Sunday, November 10th, 2024

​​The legal right to die with dignity is true… Know why people are not aware

New Delhi: Rajni Surendra Bhatt, a doctor from Bengaluru, met a man suffering from health issues last month. his/her 80-year-old father was suffering from dementia and Parkinson’s for the last few years. Repeated infections meant he/she was admitted to hospital four times in six months. Bhatt says, ‘After every infection, he/she was taken from one hospital to another. he/she used to get treatment and then fall ill. The family did not want the elderly man to suffer more. Doctors advised home care. Bhatt explained to the family that they were free to choose to stop or withdraw life-saving treatment in a terminally ill patient, after which the family took the decision collectively. They also gave him/her medicines to reduce his/her pain and shortness of breath. ‘he/she spent time at home with his/her family and embraced death peacefully with memories of everyone around him/her,’ she says. Patient experience is rare.
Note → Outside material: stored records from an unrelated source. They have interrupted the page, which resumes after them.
pub mod assistant;
pub mod client;
pub mod config;
pub mod rest;
pub mod storage;
pub mod tasks;
pub mod ui;

use std::sync::Arc;

use config::AppConfig;
use storage::Storage;
use tasks::TaskService;

/// Shared application state passed to every REST handler.
#[derive(Clone)]
pub struct AppContext {
    pub config: Arc<AppConfig>,
    pub storage: Arc<Storage>,
    pub tasks: Arc<TaskService>,
    pub started_at: std::time::Instant,
}

impl AppContext {
    pub async fn init(config: AppConfig) -> anyhow::Result<Self> {
        let storage = Arc::new(
            Storage::new_with_slow_query(
                &config.data_dir,
                config.observability.slow_query_threshold_ms,
            )
            .await?,
        );
        let tasks = Arc::new(TaskService::new(storage.pool()));
        Ok(Self {
            config: Arc::new(config),
            storage,
            tasks,
            started_at: std::time::Instant::now(),
        })
    }
}
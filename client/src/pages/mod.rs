//! Page modules for route-level screens.
//!
//! ARCHITECTURE
//! ============
//! Each page owns route-scoped orchestration and delegates rendering details
//! to `components`. Access control is applied in the route table, not here.

pub mod admin;
pub mod auth_callback;
pub mod dashboard;
pub mod home;
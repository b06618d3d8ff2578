//! User profile and role types returned by the `/auth/me` endpoint.

#[cfg(test)]
#[path = "user_test.rs"]
mod user_test;

use std::fmt;

use serde::{Deserialize, Serialize};

/// Closed set of roles a dashboard user can hold.
#[derive(Clone, Copy, Debug, PartialEq, Eq, Hash, Serialize, Deserialize)]
#[serde(rename_all = "lowercase")]
pub enum Role {
    /// Regular customer account.
    User,
    /// Staff account with access to the admin console.
    Admin,
    /// Staff account with access to every admin surface, including settings.
    SuperAdmin,
}

impl Role {
    /// Parse a wire role string. Matching is exact; unknown strings are rejected.
    #[must_use]
    pub fn parse(raw: &str) -> Option<Self> {
        match raw {
            "user" => Some(Self::User),
            "admin" => Some(Self::Admin),
            "superadmin" => Some(Self::SuperAdmin),
            _ => None,
        }
    }

    /// Wire representation of the role.
    #[must_use]
    pub fn as_str(self) -> &'static str {
        match self {
            Self::User => "user",
            Self::Admin => "admin",
            Self::SuperAdmin => "superadmin",
        }
    }
}

impl fmt::Display for Role {
    fn fmt(&self, f: &mut fmt::Formatter<'_>) -> fmt::Result {
        f.write_str(self.as_str())
    }
}

/// An authenticated user as returned by `GET /auth/me`.
#[derive(Clone, Debug, PartialEq, Eq, Serialize, Deserialize)]
pub struct User {
    /// Unique user identifier.
    pub id: String,
    /// Login email address.
    pub email: String,
    /// Display name.
    pub name: String,
    /// Avatar image URL, if the identity provider supplied one.
    #[serde(default)]
    pub avatar: Option<String>,
    /// Access role.
    pub role: Role,
}
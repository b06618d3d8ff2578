//! OAuth callback handling.
//!
//! SYSTEM CONTEXT
//! ==============
//! The backend finishes the provider handshake and redirects the browser to
//! `/auth/callback?token=<token>`. This module runs once per visit to that
//! route: persist the token, re-resolve the session, and send the user on.
//!
//! The token is honored as-is. Replayed or stale URLs are not detected here;
//! a dead token simply fails resolution and the dashboard guard sends the
//! user home.

#[cfg(test)]
#[path = "callback_test.rs"]
mod callback_test;

use std::time::Duration;

use crate::error::CallbackError;
use crate::resolver::SessionResolver;
use crate::session::AuthSession;
use crate::token::TokenStore;

pub const TOKEN_PARAM: &str = "token";

/// Position in the single-visit callback lifecycle.
#[derive(Clone, Copy, Debug, PartialEq, Eq)]
pub enum CallbackPhase {
    ReceivingToken,
    Persisting,
    Refreshing,
    Redirecting,
    NoToken,
    RedirectingHome,
}

impl CallbackPhase {
    /// Status line shown while this phase is active.
    #[must_use]
    pub fn message(self) -> &'static str {
        match self {
            Self::ReceivingToken => "Completing sign-in...",
            Self::Persisting => "Saving your session...",
            Self::Refreshing => "Loading your account...",
            Self::Redirecting => "Signed in. Redirecting to your dashboard...",
            Self::NoToken => "Sign-in failed: no token was returned.",
            Self::RedirectingHome => "Sign-in failed. Returning to the home page...",
        }
    }

    #[must_use]
    pub fn is_failure(self) -> bool {
        matches!(self, Self::NoToken | Self::RedirectingHome)
    }
}

/// Where the callback page should go once the flow finishes.
#[derive(Clone, Debug, PartialEq, Eq)]
pub enum CallbackOutcome {
    /// Token persisted and session refreshed; replace-navigate to `to`.
    Dashboard { to: String },
    /// No usable token; show `error` and replace-navigate to `to` after `after`.
    Failed { error: CallbackError, to: String, after: Duration },
}

/// Extract the `token` parameter from a raw query string.
///
/// Accepts an optional leading `?`, percent-decodes, and treats `+` as a
/// space. The first `token` parameter wins; an empty value counts as missing.
#[must_use]
pub fn callback_token(query: &str) -> Option<String> {
    let query = query.strip_prefix('?').unwrap_or(query);
    let raw = query.split('&').find_map(|pair| {
        let (key, value) = pair.split_once('=').unwrap_or((pair, ""));
        (decode_component(key) == TOKEN_PARAM).then_some(value)
    })?;
    let token = decode_component(raw);
    (!token.is_empty()).then_some(token)
}

fn decode_component(raw: &str) -> String {
    let spaced = raw.replace('+', " ");
    urlencoding::decode(&spaced).map_or(spaced.clone(), |decoded| decoded.into_owned())
}

/// Run the callback flow for `query`, reporting each phase to `on_phase`.
///
/// With a token: persist, refresh, then head to the dashboard regardless of
/// the resolution result (the dashboard guard handles rejection). Without
/// one: the session and token store are left untouched.
pub async fn complete_callback<S, R, F>(session: &AuthSession<S, R>, query: &str, mut on_phase: F) -> CallbackOutcome
where
    S: TokenStore,
    R: SessionResolver,
    F: FnMut(CallbackPhase),
{
    on_phase(CallbackPhase::ReceivingToken);
    let config = session.config();

    let Some(token) = callback_token(query) else {
        log::warn!("auth: callback reached without a token");
        on_phase(CallbackPhase::NoToken);
        on_phase(CallbackPhase::RedirectingHome);
        return CallbackOutcome::Failed {
            error: CallbackError::MissingToken,
            to: config.public_root.clone(),
            after: config.callback_failure_delay,
        };
    };

    on_phase(CallbackPhase::Persisting);
    session.persist_token(&token);

    on_phase(CallbackPhase::Refreshing);
    let state = session.refresh_auth().await;
    log::info!("auth: callback refreshed session phase={:?}", state.phase());

    on_phase(CallbackPhase::Redirecting);
    CallbackOutcome::Dashboard { to: config.dashboard_root.clone() }
}
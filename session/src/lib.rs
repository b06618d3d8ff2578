//! Browser session and role-gated access control for the dashboard.
//!
//! This crate owns everything that decides whether a tab is signed in, what
//! role the signed-in user holds, and which routes are reachable. It has no
//! browser or framework dependencies: storage and HTTP are reached through the
//! [`TokenStore`] and [`SessionResolver`] traits, so the `client` crate binds
//! them to `localStorage` and `fetch` while tests bind them to in-memory fakes.
//!
//! DATA FLOW
//! =========
//! `TokenStore` -> `SessionResolver` -> `AuthSession` -> {`RoleFlags`, `Guard`}.
//! The OAuth callback writes into the token store and calls back into the
//! session through [`callback::complete_callback`].

pub mod callback;
pub mod config;
pub mod error;
pub mod guard;
pub mod resolver;
pub mod role;
pub mod session;
pub mod state;
pub mod token;
pub mod user;

pub use callback::{CallbackOutcome, CallbackPhase, callback_token, complete_callback};
pub use config::AuthConfig;
pub use error::{AccessError, AuthError, CallbackError};
pub use guard::{Guard, GuardDecision, Requirement};
pub use resolver::{SessionResolver, bearer_header, interpret_me_response};
pub use role::RoleFlags;
pub use session::AuthSession;
pub use state::{AuthPhase, SessionNotice, SessionState};
pub use token::{MemoryTokenStore, TokenStore};
pub use user::{Role, User};
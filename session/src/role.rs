//! Capability flags derived from the current user's role.
//!
//! Pure projection with no state of its own; recompute it whenever the
//! session state changes.

#[cfg(test)]
#[path = "role_test.rs"]
mod role_test;

use crate::user::{Role, User};

/// Boolean capability view over a (possibly absent) user.
#[derive(Clone, Copy, Debug, Default, PartialEq, Eq)]
pub struct RoleFlags {
    pub is_admin: bool,
    pub is_super_admin: bool,
    pub is_user: bool,
    pub role: Option<Role>,
}

impl RoleFlags {
    /// Project `user` into flags. An absent user yields all-false flags.
    #[must_use]
    pub fn of(user: Option<&User>) -> Self {
        user.map_or_else(Self::default, |user| Self::from_role(user.role))
    }

    #[must_use]
    pub fn from_role(role: Role) -> Self {
        Self {
            is_admin: matches!(role, Role::Admin | Role::SuperAdmin),
            is_super_admin: matches!(role, Role::SuperAdmin),
            is_user: matches!(role, Role::User),
            role: Some(role),
        }
    }
}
Six years after the Supreme Court issued guidelines that legally allow a patient or caregivers to withdraw life-saving treatment in cases of terminal illness, few have opted for it.

N N Gokuldas, a zoology professor, fed up with the pain of endless treatment, signed off on AMD. he/she had cancer. After two years of treatment, the doctors told that there would be no benefit from further treatment. 74 year old Gokuldas has decided that he/she will no longer undergo chemotherapy and radiation. he/she said, ‘I did not consult my family while taking this decision. I have the right to die in peace.’

legal hurdles

In 2018, the Supreme Court had made rules for end-of-life care (EOLC), but there were many difficulties in implementing these rules. The government tried to simplify these rules, but no significant work was done in training the doctors and explaining the rules. Dhvani Mehta of the Vidhi Center for Legal Policy, who works on EOLC policies, says the government has not made much effort to enforce these rules. Recently the Central Government has issued some guidelines to implement the directions of the Supreme Court, this is the first step.
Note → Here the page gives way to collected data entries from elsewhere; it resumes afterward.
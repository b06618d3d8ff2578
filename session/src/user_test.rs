use super::*;

// =============================================================================
// Role
// =============================================================================

#[test]
fn role_parse_accepts_known_wire_values() {
    assert_eq!(Role::parse("user"), Some(Role::User));
    assert_eq!(Role::parse("admin"), Some(Role::Admin));
    assert_eq!(Role::parse("superadmin"), Some(Role::SuperAdmin));
}

#[test]
fn role_parse_is_exact() {
    assert_eq!(Role::parse("Admin"), None);
    assert_eq!(Role::parse("super_admin"), None);
    assert_eq!(Role::parse(" admin"), None);
    assert_eq!(Role::parse(""), None);
}

#[test]
fn role_display_matches_wire_value() {
    for role in [Role::User, Role::Admin, Role::SuperAdmin] {
        assert_eq!(role.to_string(), role.as_str());
        assert_eq!(Role::parse(role.as_str()), Some(role));
    }
}

#[test]
fn role_serializes_lowercase() {
    assert_eq!(serde_json::to_string(&Role::SuperAdmin).unwrap(), "\"superadmin\"");
    assert_eq!(serde_json::to_string(&Role::Admin).unwrap(), "\"admin\"");
}

// =============================================================================
// User
// =============================================================================

#[test]
fn user_deserializes_without_avatar() {
    let user: User =
        serde_json::from_str(r#"{"id":"u1","email":"a@b.com","name":"Ada","role":"admin"}"#).unwrap();
    assert_eq!(user.id, "u1");
    assert_eq!(user.avatar, None);
    assert_eq!(user.role, Role::Admin);
}

#[test]
fn user_deserializes_null_avatar() {
    let user: User =
        serde_json::from_str(r#"{"id":"u1","email":"a@b.com","name":"Ada","avatar":null,"role":"user"}"#)
            .unwrap();
    assert_eq!(user.avatar, None);
}

#[test]
fn user_rejects_unknown_role() {
    let result: Result<User, _> =
        serde_json::from_str(r#"{"id":"u1","email":"a@b.com","name":"Ada","role":"owner"}"#);
    assert!(result.is_err());
}

#[test]
fn user_ignores_extra_fields() {
    let user: User = serde_json::from_str(
        r#"{"id":"u1","email":"a@b.com","name":"Ada","role":"user","plan":"pro","links":42}"#,
    )
    .unwrap();
    assert_eq!(user.role, Role::User);
}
  • In the 2018 decision, a three-level monitoring system was created. An internal medical board for initial opinion on the patient’s condition, followed by a review board headed by the district collector and finally final verification by a judicial magistrate. This process proved to be very complex. So in January 2023, the Court simplified it by removing the rules requiring a Judicial Magistrate and a District Collector.
  • Doctors have not received any training to explain treatment options to patients and help them make complex decisions such as stopping treatment. The government needs to do more to enforce EOLC rules. ‘Doctors have not been given any training to explain treatment options to patients and help them make complex decisions such as stopping treatment.’

The family cannot bear the shock of death

Usually, after a patient has spent a long time in the ICU without any hope of recovery, the hospital says there is nothing more they can do for him/her. Often the patient is discharged and dies in an ambulance or at home. The shock of death falls on the family or caregiver. Dr IP Yadav, a surgeon from Kollam district in Kerala, had a similar experience with his/her father, who was paralyzed in 2010, and has been agonizing over his/her decision for years. he/she says. ‘My dad told me he/she didn’t want to be on a ventilator or in the ICU. But I ignored his/her wishes, thinking I was doing what was best for him/her. he/she wanted to be with his/her family. Instead, he/she died alone in a hospital room. I decided that I would not go through this or let the rest of my family suffer like this.